▸ **TASK STATEMENT**
Give back only one number: how many lines in the data below contain the word "move".

[Dataset entries]
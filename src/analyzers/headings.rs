// SPDX-License-Identifier: PMPL-1.0-or-later
//! Heading hierarchy analyzer - WCAG 1.3.1 Info and Relationships (Level A)
//!
//! Headings may move back up to any level, but moving down must go one
//! level at a time (h1 to h3 skips h2). The first heading counts as a move
//! down from level 0, so a fragment starting with h2 is already a skip.

use crate::analyzers::Analyzer;
use crate::checks::{self, Check};
use crate::finding::{Finding, ImpactAssessment, Severity, WcagLevel};
use std::path::Path;

/// Heading hierarchy analyzer
pub struct HeadingAnalyzer;

impl Analyzer for HeadingAnalyzer {
    fn name(&self) -> &str {
        "Heading Hierarchy Analyzer"
    }

    fn description(&self) -> &str {
        "Checks that h1-h6 headings do not skip levels (WCAG 1.3.1)"
    }

    fn check(&self) -> Check {
        Check::HeadingStructure
    }

    fn analyze_file(&self, path: &Path, content: &str) -> Vec<Finding> {
        checks::heading_skips(content)
            .into_iter()
            .map(|skip| {
                let message = if skip.previous == 0 {
                    format!(
                        "First heading is <h{}>. The heading outline should start at <h1>.",
                        skip.level
                    )
                } else {
                    format!(
                        "Heading level skipped from <h{}> to <h{}>. Do not skip heading levels.",
                        skip.previous, skip.level
                    )
                };

                Finding::new("WCAG-1.3.1-heading-skip", Severity::Warning, &message)
                    .with_check(Check::HeadingStructure)
                    .with_wcag("1.3.1", WcagLevel::A)
                    .with_rule_name("Info and Relationships: Heading Skip")
                    .with_file(path.to_path_buf())
                    .with_line(skip.occurrence.line)
                    .with_element(skip.occurrence.text)
                    .with_suggestion(&format!(
                        "Use <h{}> instead of <h{}>, or add intermediate heading levels",
                        skip.previous + 1,
                        skip.level
                    ))
                    .with_impact(ImpactAssessment::blind())
            })
            .collect()
    }
}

▸ **COMPLETED EXERCISE**
2